Track down every line below that holds "found" and copy it.
======== Data supplied
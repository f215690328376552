//! Catalog module: domain payloads, persistence abstraction and validation.
//!
//! The services in the crate root hold an `Arc<dyn CatalogRepository>`; the
//! SeaORM implementation lives in `repo::seaorm`.

pub mod domain;
pub mod repository;
pub mod repo;
pub mod validation;

pub use repository::{CatalogRepository, RepoError};
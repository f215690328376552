use models::{product, store, user};
use rust_decimal::Decimal;
use sea_orm::prelude::DateTimeWithTimeZone;
use serde::{Deserialize, Deserializer, Serialize};
use serde_json::Value;

/// Distinguishes an absent field (`None`) from an explicit `null` (`Some(None)`).
pub fn double_option<'de, D, T>(de: D) -> Result<Option<Option<T>>, D::Error>
where
    D: Deserializer<'de>,
    T: Deserialize<'de>,
{
    Deserialize::deserialize(de).map(Some)
}

/// Signup payload. Fields are optional so missing ones become validation errors.
#[derive(Clone, Default, Deserialize)]
pub struct CreateUserInput {
    #[serde(default)]
    pub name: Option<String>,
    #[serde(default)]
    pub email: Option<String>,
    #[serde(default)]
    pub password: Option<String>,
}

/// Numeric fields stay as raw JSON so numbers and numeric strings are both accepted.
#[derive(Debug, Clone, Default, Serialize, Deserialize)]
#[serde(rename_all = "camelCase")]
pub struct CreateStoreInput {
    #[serde(default)]
    pub name: Option<String>,
    #[serde(default)]
    pub description: Option<String>,
    #[serde(default)]
    pub user_id: Option<Value>,
}

#[derive(Debug, Clone, Default, Serialize, Deserialize)]
#[serde(rename_all = "camelCase")]
pub struct UpdateStoreInput {
    #[serde(default)]
    pub name: Option<String>,
    #[serde(default, deserialize_with = "double_option")]
    pub description: Option<Option<String>>,
}

#[derive(Debug, Clone, Default, Serialize, Deserialize)]
#[serde(rename_all = "camelCase")]
pub struct CreateProductInput {
    #[serde(default)]
    pub name: Option<String>,
    #[serde(default)]
    pub description: Option<String>,
    #[serde(default)]
    pub price: Option<Value>,
    #[serde(default)]
    pub stock: Option<Value>,
    #[serde(default)]
    pub store_id: Option<Value>,
}

#[derive(Debug, Clone, Default, Serialize, Deserialize)]
#[serde(rename_all = "camelCase")]
pub struct UpdateProductInput {
    #[serde(default)]
    pub name: Option<String>,
    #[serde(default, deserialize_with = "double_option")]
    pub description: Option<Option<String>>,
    #[serde(default)]
    pub price: Option<Value>,
    #[serde(default)]
    pub stock: Option<Value>,
}

/// Validated insert payloads handed to the repository.
#[derive(Debug, Clone)]
pub struct NewUser {
    pub name: String,
    pub email: String,
    pub password_hash: String,
}

#[derive(Debug, Clone)]
pub struct NewStore {
    pub user_id: i32,
    pub name: String,
    pub description: Option<String>,
}

#[derive(Debug, Clone)]
pub struct NewProduct {
    pub store_id: i32,
    pub name: String,
    pub description: Option<String>,
    pub price: Decimal,
    pub stock: i32,
}

/// Store update: the name is mandatory, the description only changes when supplied.
#[derive(Debug, Clone, PartialEq)]
pub struct StorePatch {
    pub name: String,
    pub description: Option<Option<String>>,
}

impl StorePatch {
    pub fn apply_to(&self, store: &mut store::Model) {
        store.name = self.name.clone();
        if let Some(d) = &self.description {
            store.description = d.clone();
        }
    }
}

/// Product update: every field is independent; `None` keeps the stored value.
#[derive(Debug, Clone, Default, PartialEq)]
pub struct ProductPatch {
    pub name: Option<String>,
    pub description: Option<Option<String>>,
    pub price: Option<Decimal>,
    pub stock: Option<i32>,
}

impl ProductPatch {
    pub fn is_empty(&self) -> bool {
        self.name.is_none() && self.description.is_none() && self.price.is_none() && self.stock.is_none()
    }

    pub fn apply_to(&self, product: &mut product::Model) {
        if let Some(n) = &self.name { product.name = n.clone(); }
        if let Some(d) = &self.description { product.description = d.clone(); }
        if let Some(p) = self.price { product.price = p; }
        if let Some(s) = self.stock { product.stock = s; }
    }
}

/// Owner as embedded in store/product responses. The password never appears here.
#[derive(Debug, Clone, PartialEq, Serialize)]
#[serde(rename_all = "camelCase")]
pub struct OwnerSummary {
    pub id: i32,
    pub name: String,
    pub email: String,
    #[serde(skip_serializing_if = "Option::is_none")]
    pub created_at: Option<DateTimeWithTimeZone>,
}

impl OwnerSummary {
    /// id, name, email and creation timestamp.
    pub fn with_created_at(u: &user::Model) -> Self {
        Self { id: u.id, name: u.name.clone(), email: u.email.clone(), created_at: Some(u.created_at) }
    }

    /// id, name and email only.
    pub fn contact(u: &user::Model) -> Self {
        Self { id: u.id, name: u.name.clone(), email: u.email.clone(), created_at: None }
    }
}

/// Store with its owner and, for reads and updates, its products (newest first).
#[derive(Debug, Clone, PartialEq, Serialize)]
pub struct StoreView {
    #[serde(flatten)]
    pub store: store::Model,
    pub user: OwnerSummary,
    #[serde(skip_serializing_if = "Option::is_none")]
    pub products: Option<Vec<product::Model>>,
}

#[derive(Debug, Clone, PartialEq, Serialize)]
pub struct StoreWithOwner {
    #[serde(flatten)]
    pub store: store::Model,
    pub user: OwnerSummary,
}

/// Product with its store and the store's owner.
#[derive(Debug, Clone, PartialEq, Serialize)]
pub struct ProductView {
    #[serde(flatten)]
    pub product: product::Model,
    pub store: StoreWithOwner,
}

impl ProductView {
    pub fn new(product: product::Model, store: store::Model, owner: &user::Model) -> Self {
        Self { product, store: StoreWithOwner { store, user: OwnerSummary::contact(owner) } }
    }
}

#[cfg(test)]
mod tests {
    use super::*;
    use chrono::Utc;

    fn product() -> product::Model {
        product::Model {
            id: 1,
            name: "Caneca".into(),
            description: Some("azul".into()),
            price: Decimal::new(1000, 2),
            stock: 0,
            store_id: 1,
            created_at: Utc::now().into(),
        }
    }

    #[test]
    fn absent_and_null_description_differ() {
        let absent: UpdateStoreInput = serde_json::from_str(r#"{"name":"x"}"#).unwrap();
        assert_eq!(absent.description, None);
        let null: UpdateStoreInput = serde_json::from_str(r#"{"name":"x","description":null}"#).unwrap();
        assert_eq!(null.description, Some(None));
        let set: UpdateStoreInput = serde_json::from_str(r#"{"description":"d"}"#).unwrap();
        assert_eq!(set.description, Some(Some("d".into())));
    }

    #[test]
    fn stock_only_patch_keeps_other_fields() {
        let mut p = product();
        let patch = ProductPatch { stock: Some(5), ..Default::default() };
        assert!(!patch.is_empty());
        patch.apply_to(&mut p);
        assert_eq!(p.stock, 5);
        assert_eq!(p.name, "Caneca");
        assert_eq!(p.description.as_deref(), Some("azul"));
        assert_eq!(p.price, Decimal::new(1000, 2));
    }

    #[test]
    fn explicit_null_clears_description() {
        let mut p = product();
        ProductPatch { description: Some(None), ..Default::default() }.apply_to(&mut p);
        assert_eq!(p.description, None);
    }

    #[test]
    fn empty_patch_detected() {
        assert!(ProductPatch::default().is_empty());
    }

    #[test]
    fn product_view_embeds_owner_without_password() {
        let owner = user::Model {
            id: 7,
            name: "Ana".into(),
            email: "a@x.com".into(),
            password: "secret-hash".into(),
            created_at: Utc::now().into(),
        };
        let store = store::Model { id: 3, name: "Loja".into(), description: None, user_id: 7, created_at: Utc::now().into() };
        let view = ProductView::new(product(), store, &owner);
        let json = serde_json::to_value(&view).unwrap();
        assert_eq!(json["storeId"], 1);
        assert_eq!(json["price"].as_f64(), Some(10.0));
        assert_eq!(json["store"]["userId"], 7);
        assert_eq!(json["store"]["user"]["email"], "a@x.com");
        assert!(json["store"]["user"].get("password").is_none());
        assert!(json["store"]["user"].get("createdAt").is_none());
    }
}
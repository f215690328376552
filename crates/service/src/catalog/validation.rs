//! Cheap local checks run before any persistence round trip.

use std::str::FromStr;

use rust_decimal::prelude::ToPrimitive;
use rust_decimal::Decimal;
use serde_json::Value;

use crate::errors::ServiceError;

/// Parse a path identifier such as the `:id` in `/stores/:id`.
pub fn parse_id(raw: &str) -> Result<i32, ServiceError> {
    raw.trim()
        .parse::<i32>()
        .map_err(|_| ServiceError::Validation("id must be numeric".into()))
}

/// Number or numeric string as a decimal; anything else is `None`.
pub fn decimal_value(value: &Value) -> Option<Decimal> {
    let text = match value {
        Value::Number(n) => n.to_string(),
        Value::String(s) => s.trim().to_string(),
        _ => return None,
    };
    if text.is_empty() {
        return None;
    }
    Decimal::from_str(&text)
        .or_else(|_| Decimal::from_scientific(&text))
        .ok()
}

/// Whole number that fits an `i32` column.
pub fn integer_value(value: &Value) -> Option<i32> {
    decimal_value(value)
        .filter(|d| d.fract().is_zero())
        .and_then(|d| d.to_i32())
}

/// Foreign key from a request body: required, integral, positive.
pub fn reference_id(value: Option<&Value>) -> Option<i32> {
    value.and_then(integer_value).filter(|id| *id > 0)
}

/// Trimmed text; `None` when missing or blank.
pub fn non_blank(value: Option<&str>) -> Option<String> {
    value.map(str::trim).filter(|s| !s.is_empty()).map(str::to_string)
}

/// Price check shared by create and update; rounds to cents.
pub fn price(value: &Value) -> Result<Decimal, ServiceError> {
    let p = decimal_value(value)
        .ok_or_else(|| ServiceError::Validation("price must be a number >= 0".into()))?;
    if p < Decimal::ZERO {
        return Err(ServiceError::Validation("price must be a number >= 0".into()));
    }
    let p = p.round_dp(2);
    models::product::validate_price(p)?;
    Ok(p)
}

pub fn stock(value: &Value) -> Result<i32, ServiceError> {
    match integer_value(value) {
        Some(s) if s >= 0 => Ok(s),
        _ => Err(ServiceError::Validation("stock must be an integer >= 0".into())),
    }
}
//! # VerticesByIdFolding (§4.3.2)
//!
//! Fold a `vertex-source` immediately followed by an unlabeled
//! `has("id", eq(v) | within([v...]))` into a single
//! [`StepKind::VertexSourceById`] direct lookup.

use crate::engine::EngineTag;
use crate::error::OptimizerResult;
use crate::helper;
use crate::pipeline::Pipeline;
use crate::predicate::Predicate;
use crate::step::StepKind;
use crate::strategy::Strategy;
use crate::trace::OptimizationStats;

pub struct VerticesByIdFolding;

const ID_KEY: &str = "id";

impl Strategy for VerticesByIdFolding {
    fn id(&self) -> &'static str {
        "VerticesByIdFolding"
    }

    fn apply(
        &self,
        pipeline: &mut Pipeline,
        _engine: EngineTag,
        stats: &mut OptimizationStats,
    ) -> OptimizerResult<bool> {
        let mut fired = false;

        loop {
            let found = pipeline.steps().windows(2).find_map(|w| {
                let (source, filter) = (&w[0], &w[1]);
                if !matches!(source.kind(), StepKind::VertexSource) || source.is_labeled() {
                    return None;
                }
                if filter.is_labeled() {
                    return None;
                }
                match filter.kind() {
                    StepKind::Has(container) if container.key == ID_KEY => {
                        let ids = match &container.predicate {
                            Predicate::Eq(v) => Some(vec![v.clone()]),
                            Predicate::Within(vs) => Some(vs.clone()),
                            _ => None,
                        };
                        ids.map(|ids| (source.id(), filter.id(), ids))
                    }
                    _ => None,
                }
            });

            let Some((source_id, filter_id, ids)) = found else {
                break;
            };

            helper::replace(pipeline, source_id, StepKind::VertexSourceById(ids))?;
            helper::remove(pipeline, filter_id)?;
            stats.record_replaced(1);
            stats.record_removed(1);
            fired = true;
        }

        Ok(fired)
    }
}
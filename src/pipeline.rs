//! # Pipeline (C3)
//!
//! An ordered, mutable sequence of [`Step`]s with stable identities and
//! nesting. Implemented as an arena (Design Notes §9): steps are addressed
//! by a dense [`StepId`], never by pointer, and predecessor/successor are
//! recomputed from array position rather than stored, so invariant (ii)
//! (§3) holds by construction.

use std::cell::Cell;
use std::rc::Rc;

use crate::engine::EngineTag;
use crate::error::{OptimizerError, OptimizerResult};
use crate::requirement::RequirementSet;
use crate::step::{Step, StepKind};

/// A stable identifier for a [`Step`], unique within a pipeline tree
/// (invariant (i), §3).
#[derive(Debug, Clone, Copy, PartialEq, Eq, Hash, PartialOrd, Ord)]
pub struct StepId(u64);

#[derive(Debug, Clone)]
struct IdGen(Rc<Cell<u64>>);

impl IdGen {
    fn new() -> Self {
        IdGen(Rc::new(Cell::new(0)))
    }

    fn next(&self) -> StepId {
        let id = self.0.get();
        self.0.set(id + 1);
        StepId(id)
    }
}

/// Ordered sequence of steps (§3). A pipeline is created *mutable*, is
/// transitioned to *applied* exactly once by the strategy framework, and is
/// read-only thereafter (Lifecycle, §3).
#[derive(Debug, Clone)]
pub struct Pipeline {
    steps: Vec<Step>,
    id_gen: IdGen,
    engine: Option<EngineTag>,
    frozen: bool,
}

impl Pipeline {
    /// `newPipeline()` (§6): a fresh, mutable, unoptimized pipeline.
    pub fn new() -> Self {
        Pipeline {
            steps: Vec::new(),
            id_gen: IdGen::new(),
            engine: None,
            frozen: false,
        }
    }

    /// Construct an empty pipeline meant to be attached as a nested child
    /// of a step in `self` (via [`Pipeline::attach_child`]). Sharing the
    /// id generator keeps identifiers unique across the whole tree
    /// (invariant (i)), not just within one arena.
    pub fn child_pipeline(&self) -> Pipeline {
        Pipeline {
            steps: Vec::new(),
            id_gen: self.id_gen.clone(),
            engine: self.engine,
            frozen: false,
        }
    }

    pub fn is_frozen(&self) -> bool {
        self.frozen
    }

    pub fn engine_tag(&self) -> Option<EngineTag> {
        self.engine
    }

    pub(crate) fn set_engine_tag(&mut self, tag: EngineTag) {
        self.engine = Some(tag);
        for step in &mut self.steps {
            for child in step.children_mut() {
                child.set_engine_tag(tag);
            }
        }
    }

    pub(crate) fn freeze(&mut self) {
        self.frozen = true;
        for step in &mut self.steps {
            for child in step.children_mut() {
                child.freeze();
            }
        }
    }

    fn check_mutable(&self) -> OptimizerResult<()> {
        if self.frozen {
            Err(OptimizerError::Frozen)
        } else {
            Ok(())
        }
    }

    pub fn steps(&self) -> &[Step] {
        &self.steps
    }

    /// Direct mutable access to the step order, for the helper module
    /// (C4) only. All structural invariants are the helper functions'
    /// responsibility; this crate never exposes it outside `crate::`.
    pub(crate) fn steps_mut_for_helper(&mut self) -> &mut Vec<Step> {
        &mut self.steps
    }

    /// Consumes the pipeline, returning its steps in order — used by
    /// `helper::lift` to splice a child's steps into its parent.
    pub(crate) fn into_steps(self) -> Vec<Step> {
        self.steps
    }

    pub fn step(&self, id: StepId) -> Option<&Step> {
        self.steps.iter().find(|s| s.id() == id)
    }

    pub fn step_mut(&mut self, id: StepId) -> Option<&mut Step> {
        self.steps.iter_mut().find(|s| s.id() == id)
    }

    pub fn len(&self) -> usize {
        self.steps.len()
    }

    pub fn is_empty(&self) -> bool {
        self.steps.is_empty()
    }

    /// `appendStep(kind, args...)` (§6).
    pub fn append_step(&mut self, kind: StepKind) -> OptimizerResult<StepId> {
        self.check_mutable()?;
        let id = self.id_gen.next();
        self.steps.push(Step::new(id, kind));
        Ok(id)
    }

    /// `attachChildPipeline(parentStep, child)` (§6). The child must have
    /// been built from [`Pipeline::child_pipeline`] so ids stay unique
    /// across the tree.
    pub fn attach_child(&mut self, parent: StepId, child: Pipeline) -> OptimizerResult<()> {
        self.check_mutable()?;
        let step = self
            .step_mut(parent)
            .ok_or_else(|| OptimizerError::invariant(Some(parent), "no such step"))?;
        step.push_child(child);
        Ok(())
    }

    /// `labelStep(step, name)` (§6). Fails if the label is already used
    /// anywhere in the tree (invariant (iii)).
    pub fn label_step(&mut self, id: StepId, name: impl Into<String>) -> OptimizerResult<()> {
        self.check_mutable()?;
        let name = name.into();
        if self.all_labels().contains(&name) {
            return Err(OptimizerError::invariant(
                Some(id),
                format!("label '{name}' is already in use"),
            ));
        }
        let step = self
            .step_mut(id)
            .ok_or_else(|| OptimizerError::invariant(Some(id), "no such step"))?;
        step.add_label(name);
        Ok(())
    }

    fn all_labels(&self) -> Vec<String> {
        let mut labels: Vec<String> = self.steps.iter().flat_map(|s| s.labels().to_vec()).collect();
        for step in &self.steps {
            for child in step.children() {
                labels.extend(child.all_labels());
            }
        }
        labels
    }

    /// The requirement set aggregated at pipeline root: the union over all
    /// steps and their nested child pipelines (§6).
    pub fn aggregated_requirements(&self) -> RequirementSet {
        let mut set = RequirementSet::EMPTY;
        for step in &self.steps {
            set |= step.requirements();
            for child in step.children() {
                set |= child.aggregated_requirements();
            }
        }
        set
    }

    /// Validate the structural invariants from §3. Called after every edit
    /// in debug builds and by tests; a violation here is always a bug in
    /// this crate, not user input, since the helper functions are supposed
    /// to maintain these invariants by construction.
    pub fn check_invariants(&self) -> OptimizerResult<()> {
        let mut seen = std::collections::HashSet::new();
        self.check_ids_unique(&mut seen)?;

        let mut labels = std::collections::HashSet::new();
        self.check_labels_unique(&mut labels)?;

        self.check_requirement_subset()?;
        Ok(())
    }

    fn check_ids_unique(&self, seen: &mut std::collections::HashSet<StepId>) -> OptimizerResult<()> {
        for step in &self.steps {
            if !seen.insert(step.id()) {
                return Err(OptimizerError::invariant(
                    Some(step.id()),
                    "duplicate step id",
                ));
            }
            for child in step.children() {
                child.check_ids_unique(seen)?;
            }
        }
        Ok(())
    }

    fn check_labels_unique(&self, seen: &mut std::collections::HashSet<String>) -> OptimizerResult<()> {
        for step in &self.steps {
            for label in step.labels() {
                if !seen.insert(label.clone()) {
                    return Err(OptimizerError::invariant(
                        Some(step.id()),
                        format!("duplicate label '{label}'"),
                    ));
                }
            }
            for child in step.children() {
                child.check_labels_unique(seen)?;
            }
        }
        Ok(())
    }

    fn check_requirement_subset(&self) -> OptimizerResult<()> {
        let parent_reqs = self.aggregated_requirements();
        for step in &self.steps {
            for child in step.children() {
                let child_reqs = child.aggregated_requirements();
                if !child_reqs.is_subset_of(&parent_reqs) {
                    return Err(OptimizerError::invariant(
                        Some(step.id()),
                        "child pipeline requirements are not a subset of the parent's",
                    ));
                }
                child.check_requirement_subset()?;
            }
        }
        Ok(())
    }
}

impl Default for Pipeline {
    fn default() -> Self {
        Pipeline::new()
    }
}

#[cfg(test)]
mod tests {
    use super::*;

    #[test]
    fn append_and_label() {
        let mut p = Pipeline::new();
        let s = p.append_step(StepKind::VertexSource).unwrap();
        p.label_step(s, "a").unwrap();
        assert_eq!(p.step(s).unwrap().labels(), &["a".to_string()]);
    }

    #[test]
    fn duplicate_label_rejected() {
        let mut p = Pipeline::new();
        let a = p.append_step(StepKind::VertexSource).unwrap();
        let b = p.append_step(StepKind::Identity).unwrap();
        p.label_step(a, "x").unwrap();
        assert!(p.label_step(b, "x").is_err());
    }

    #[test]
    fn frozen_rejects_mutation() {
        let mut p = Pipeline::new();
        p.append_step(StepKind::VertexSource).unwrap();
        p.freeze();
        assert!(p.append_step(StepKind::Identity).is_err());
    }

    #[test]
    fn child_ids_disjoint_from_parent() {
        let mut p = Pipeline::new();
        let parent_step = p.append_step(StepKind::HasTraversal { negate: false }).unwrap();
        let mut child = p.child_pipeline();
        let child_step = child.append_step(StepKind::Count).unwrap();
        assert_ne!(parent_step, child_step);
        p.attach_child(parent_step, child).unwrap();
        p.check_invariants().unwrap();
    }
}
================
## Expected output
            let found = pipeline.steps().windows(2).find_map(|w| {
            let Some((source_id, filter_id, ids)) = found else {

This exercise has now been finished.